Lonjakan harga tersebut ternyata beriringan dengan meningkatnya kasus pencurian bahan bakar di beberapa daerah. Salah satu wilayah yang paling terdampak adalah Saxony Anhalt di bagian timur Jerman.
Polisi Kriminal Saxony Anhalt melaporkan terdapat 95 kasus pencurian bahan bakar sepanjang Maret. Angka ini melonjak cukup drastis dibandingkan Februari yang hanya mencatat 30 kasus.
Dari sisi kerugian, total dampak finansial akibat pencurian ini mencapai sekitar 189 ribu euro atau sekitar Rp3,75 miliar pada Maret. Sementara pada Februari jumlahnya jauh lebih rendah yakni sekitar 65 ribu euro atau sekitar Rp1,29 miliar.

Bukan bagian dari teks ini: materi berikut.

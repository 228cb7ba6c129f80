//! Benchmarks for IoU and greedy association

use criterion::{black_box, criterion_group, criterion_main, BenchmarkId, Criterion};
use person_height_estimation::{
    association::{associate, iou},
    bbox::BBox,
};
use rand::Rng;

fn random_boxes(n: usize) -> Vec<BBox> {
    let mut rng = rand::thread_rng();
    (0..n)
        .map(|_| {
            BBox::new(
                rng.gen_range(0..1200),
                rng.gen_range(0..640),
                rng.gen_range(40..160),
                rng.gen_range(40..200),
            )
        })
        .collect()
}

/// Candidates near each track, as after a few frames of motion
fn jittered(boxes: &[BBox]) -> Vec<BBox> {
    let mut rng = rand::thread_rng();
    boxes
        .iter()
        .map(|b| BBox::new(b.x + rng.gen_range(-8..=8), b.y + rng.gen_range(-8..=8), b.width, b.height))
        .collect()
}

fn benchmark_iou(c: &mut Criterion) {
    let a = BBox::new(100, 100, 80, 100);
    let b = BBox::new(110, 95, 85, 100);

    c.bench_function("iou_overlapping", |bench| {
        bench.iter(|| black_box(iou(black_box(&a), black_box(&b))));
    });
}

fn benchmark_associate(c: &mut Criterion) {
    let mut group = c.benchmark_group("associate");

    for n in [1usize, 5, 20, 50] {
        let tracks = random_boxes(n);
        let candidates = jittered(&tracks);

        group.bench_with_input(BenchmarkId::new("tracks", n), &(tracks, candidates), |b, (t, c)| {
            b.iter(|| black_box(associate(black_box(t), black_box(c), 0.2)));
        });
    }

    group.finish();
}

criterion_group!(benches, benchmark_iou, benchmark_associate);
criterion_main!(benches);
//! Greedy IoU association between live tracks and new face candidates.

use crate::bbox::BBox;

/// Intersection over union of two boxes
///
/// Returns 0 for disjoint boxes and for pairs whose union is empty.
#[must_use]
pub fn iou(a: &BBox, b: &BBox) -> f64 {
    let intersection = a.intersection_area(b);
    if intersection <= 0 {
        return 0.0;
    }

    let union = a.area() + b.area() - intersection;
    if union <= 0 {
        return 0.0;
    }

    intersection as f64 / union as f64
}

/// Result of matching candidates against tracks
#[derive(Debug, Clone, Default, PartialEq, Eq)]
pub struct Association {
    /// `(track index, candidate index)` pairs, in track order
    pub matched: Vec<(usize, usize)>,
    /// Candidates no track claimed, in input order
    pub unmatched_candidates: Vec<usize>,
    /// Tracks that claimed nothing, in input order
    pub unmatched_tracks: Vec<usize>,
}

/// Match `candidates` to `tracks` greedily
///
/// Tracks are visited in order. Each one takes the unclaimed candidate with the
/// highest IoU, the first one winning ties, provided that IoU is strictly above
/// `threshold`. This is not an optimal assignment.
#[must_use]
pub fn associate(tracks: &[BBox], candidates: &[BBox], threshold: f64) -> Association {
    let mut claimed = vec![false; candidates.len()];
    let mut result = Association::default();

    for (track_idx, track_box) in tracks.iter().enumerate() {
        let mut best: Option<usize> = None;
        let mut best_iou = 0.0;

        for (cand_idx, cand_box) in candidates.iter().enumerate() {
            if claimed[cand_idx] {
                continue;
            }
            let overlap = iou(track_box, cand_box);
            if overlap > best_iou {
                best_iou = overlap;
                best = Some(cand_idx);
            }
        }

        match best {
            Some(cand_idx) if best_iou > threshold => {
                claimed[cand_idx] = true;
                result.matched.push((track_idx, cand_idx));
            }
            _ => result.unmatched_tracks.push(track_idx),
        }
    }

    result.unmatched_candidates = claimed
        .iter()
        .enumerate()
        .filter(|(_, &taken)| !taken)
        .map(|(idx, _)| idx)
        .collect();

    result
}
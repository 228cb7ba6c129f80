//! Benchmarks for height estimation and smoothing

use criterion::{black_box, criterion_group, criterion_main, Criterion};
use person_height_estimation::{geometry::CameraModel, smoothing::HeightHistory};
use rand::Rng;

fn benchmark_estimate_height(c: &mut Criterion) {
    let camera = CameraModel::new(1200.0, 1200.0, 640.0, 360.0, 1.5).expect("valid camera");

    c.bench_function("estimate_height_reference", |b| {
        b.iter(|| {
            black_box(camera.estimate_height(black_box(300.0), black_box(700.0), Some(640.0)))
        });
    });

    let mut rng = rand::thread_rng();
    let points: Vec<(f64, f64, f64)> = (0..100)
        .map(|_| {
            let head = rng.gen_range(0.0..500.0);
            (head, head + rng.gen_range(50.0..400.0), rng.gen_range(0.0..1280.0))
        })
        .collect();

    c.bench_function("estimate_height_sequence_100", |b| {
        b.iter(|| {
            for &(head, foot, u) in &points {
                black_box(camera.estimate_height(head, foot, Some(u)).ok());
            }
        });
    });
}

fn benchmark_history(c: &mut Criterion) {
    let mut rng = rand::thread_rng();
    let samples: Vec<f64> = (0..100).map(|_| 1.7 + 0.05 * rng.gen::<f64>()).collect();

    c.bench_function("height_history_push_100", |b| {
        b.iter(|| {
            let mut history = HeightHistory::new(10);
            for &h in &samples {
                black_box(history.push(h));
            }
            black_box(history.stats())
        });
    });
}

criterion_group!(benches, benchmark_estimate_height, benchmark_history);
criterion_main!(benches);
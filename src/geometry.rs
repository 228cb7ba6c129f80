//! Single-camera metric geometry.
//!
//! A pinhole camera looks along +z with +x to the right and +y pointing down,
//! matching image rows that grow downwards. The ground is the horizontal plane
//! `y = H_cam` in camera coordinates, `H_cam` being the mounting height of the
//! camera. Casting the ray of a foot pixel onto that plane gives the forward
//! distance to the person, and similar triangles turn the pixel height of the
//! person into metres.

use crate::{config::CameraConfig, constants::RAY_PARALLEL_EPSILON, Error, Result};
use nalgebra::Vector3;
use thiserror::Error;

/// Why a height could not be measured for a frame
#[derive(Error, Debug, Clone, Copy, PartialEq, Eq)]
pub enum Indeterminate {
    /// The foot row is not strictly below the head row
    #[error("foot row is not below head row")]
    NonPositivePixelHeight,

    /// The foot ray runs parallel to the ground plane
    #[error("ray is parallel to the ground plane")]
    ParallelToGround,

    /// The foot ray meets the ground plane behind the camera
    #[error("ray meets the ground plane behind the camera")]
    BehindCamera,
}

/// A single height measurement
#[derive(Debug, Clone, Copy, PartialEq)]
pub struct HeightEstimate {
    /// Estimated height in metres
    pub height: f64,
    /// Forward distance from the camera to the foot point, in metres
    pub distance: f64,
}

/// Pinhole intrinsics plus the camera's height above the ground
#[derive(Debug, Clone, Copy, PartialEq)]
pub struct CameraModel {
    fx: f64,
    fy: f64,
    cx: f64,
    cy: f64,
    height: f64,
}

impl CameraModel {
    /// Create a camera model
    ///
    /// # Errors
    ///
    /// Returns an error if a parameter is not finite, a focal length is not
    /// positive, or the camera height is not positive.
    pub fn new(fx: f64, fy: f64, cx: f64, cy: f64, height: f64) -> Result<Self> {
        if ![fx, fy, cx, cy, height].iter().all(|v| v.is_finite()) {
            return Err(Error::InvalidInput(
                "Camera parameters must be finite".to_string(),
            ));
        }
        if fx <= 0.0 || fy <= 0.0 {
            return Err(Error::InvalidInput(format!(
                "Focal lengths must be positive, got fx={fx} fy={fy}"
            )));
        }
        if height <= 0.0 {
            return Err(Error::InvalidInput(format!(
                "Camera height must be positive, got {height}"
            )));
        }

        Ok(Self { fx, fy, cx, cy, height })
    }

    #[must_use]
    pub fn fx(&self) -> f64 {
        self.fx
    }

    #[must_use]
    pub fn fy(&self) -> f64 {
        self.fy
    }

    #[must_use]
    pub fn cx(&self) -> f64 {
        self.cx
    }

    #[must_use]
    pub fn cy(&self) -> f64 {
        self.cy
    }

    /// Camera height above the ground plane in metres
    #[must_use]
    pub fn height(&self) -> f64 {
        self.height
    }

    /// Direction of the ray through pixel `(u, v)`, scaled so that `z == 1`
    #[must_use]
    pub fn pixel_to_ray(&self, u: f64, v: f64) -> Vector3<f64> {
        Vector3::new((u - self.cx) / self.fx, (v - self.cy) / self.fy, 1.0)
    }

    /// Forward distance at which the ray through `(u, v)` hits the ground
    ///
    /// # Errors
    ///
    /// Returns [`Indeterminate::ParallelToGround`] or
    /// [`Indeterminate::BehindCamera`] when the ray does not hit the ground in
    /// front of the camera.
    pub fn ground_distance(&self, u: f64, v: f64) -> std::result::Result<f64, Indeterminate> {
        let ray = self.pixel_to_ray(u, v);

        if ray.y.abs() < RAY_PARALLEL_EPSILON {
            return Err(Indeterminate::ParallelToGround);
        }

        let t = self.height / ray.y;
        if t <= 0.0 {
            return Err(Indeterminate::BehindCamera);
        }

        Ok(t * ray.z)
    }

    /// Estimate the metric height of a person standing on the ground
    ///
    /// `u_foot` falls back to the principal column when the foot column is
    /// unknown.
    ///
    /// # Errors
    ///
    /// Returns an [`Indeterminate`] reason when the pixel height is not
    /// positive or the foot ray does not hit the ground in front of the camera.
    pub fn estimate_height(
        &self,
        v_head: f64,
        v_foot: f64,
        u_foot: Option<f64>,
    ) -> std::result::Result<HeightEstimate, Indeterminate> {
        let pixel_height = v_foot - v_head;
        if pixel_height.is_nan() || pixel_height <= 0.0 {
            return Err(Indeterminate::NonPositivePixelHeight);
        }

        let distance = self.ground_distance(u_foot.unwrap_or(self.cx), v_foot)?;

        Ok(HeightEstimate {
            height: pixel_height * distance / self.fy,
            distance,
        })
    }
}

impl TryFrom<&CameraConfig> for CameraModel {
    type Error = Error;

    fn try_from(config: &CameraConfig) -> Result<Self> {
        Self::new(config.fx, config.fy, config.cx, config.cy, config.height)
    }
}
//! Error handling and edge case tests across modules

use image::RgbImage;
use person_height_estimation::{
    bbox::BBox,
    frame::Frame,
    geometry::Indeterminate,
    smoothing::HeightHistory,
    utils::{expand_clip_roi, safe_cast::*},
    Error,
};

#[test]
fn test_safe_cast_errors() {
    assert!(u32_to_i32(u32::MAX).is_err());
    match u32_to_i32(u32::MAX) {
        Err(Error::InvalidInput(msg)) => assert!(msg.contains("too large")),
        other => panic!("Expected InvalidInput, got {other:?}"),
    }

    assert_eq!(f64_to_i32_clamp(f64::INFINITY, 0, 100), 0);
    assert_eq!(f64_to_i32_clamp(1e12, 0, 100), 100);
}

#[test]
fn test_degenerate_boxes() {
    let frame = RgbImage::new(64, 48);

    assert!(frame.crop(&BBox::new(0, 0, -5, 10)).is_none());
    assert!(frame.crop(&BBox::new(-100, -100, 50, 50)).is_none());

    let roi = expand_clip_roi(&BBox::new(i32::MAX - 10, 0, 20, 20), 64, 48, 0.15);
    assert!(roi.is_empty());
}

#[test]
fn test_huge_boxes_do_not_overflow() {
    let a = BBox::new(i32::MAX - 1, i32::MAX - 1, i32::MAX, i32::MAX);
    let b = BBox::new(0, 0, i32::MAX, i32::MAX);

    assert!(a.area() > 0);
    assert!(a.intersection_area(&b) > 0);
    let clipped = a.clip_to(1280, 720);
    assert!(clipped.is_empty());
}

#[test]
#[should_panic(expected = "Window size must be greater than 0")]
fn test_zero_history_panics() {
    let _ = HeightHistory::new(0);
}

#[test]
fn test_history_eviction() {
    let mut history = HeightHistory::new(10);
    for i in 0..11_i32 {
        history.push(1.0 + f64::from(i) * 0.01);
    }

    assert_eq!(history.len(), 10);
    let oldest = history.iter().next().copied().unwrap();
    assert!((oldest - 1.01).abs() < 1e-12);
    let expected = (1..=10_i32).map(|i| 1.0 + f64::from(i) * 0.01).sum::<f64>() / 10.0;
    assert!((history.mean().unwrap() - expected).abs() < 1e-12);
}

#[test]
fn test_indeterminate_messages() {
    assert_eq!(
        Indeterminate::BehindCamera.to_string(),
        "ray meets the ground plane behind the camera"
    );
    let err = Error::Tracker("lost".to_string());
    assert_eq!(err.to_string(), "Tracker error: lost");
}

#[test]
fn test_error_conversions() {
    fn read_missing() -> person_height_estimation::Result<String> {
        Ok(std::fs::read_to_string("/nonexistent/person_height/config.yaml")?)
    }
    assert!(matches!(read_missing(), Err(Error::Io(_))));

    // Cropping reports an empty region as absent, never as an error
    let frame = RgbImage::new(64, 48);
    assert!(frame.crop(&BBox::new(100, 100, 10, 10)).is_none());
    assert_eq!(
        Error::Capture("end of stream".to_string()).to_string(),
        "Capture error: end of stream"
    );
}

Media Bild juga melaporkan kasus serupa selama masa libur Paskah di negara bagian Baden Wuerttemberg. Dalam periode tersebut, sekitar 6.000 liter solar hilang dari dua lokasi proyek konstruksi dengan rincian 4.000 liter di Pforzheim dan 2.000 liter di Calw.
Sejak Maret, polisi di Pforzheim mencatat puluhan kasus pencurian bahan bakar baik dari lokasi proyek maupun stasiun pengisian. Totalnya mencapai puluhan kejadian yang terus berulang dalam waktu singkat.
Meski pemerintah telah mencoba mengatur pasar, harga bahan bakar di Jerman tetap menunjukkan tren naik. Aturan yang membatasi perubahan harga pom bensin hanya sekali dalam sehari juga dinilai belum cukup efektif meredam tekanan biaya bagi para pengendara.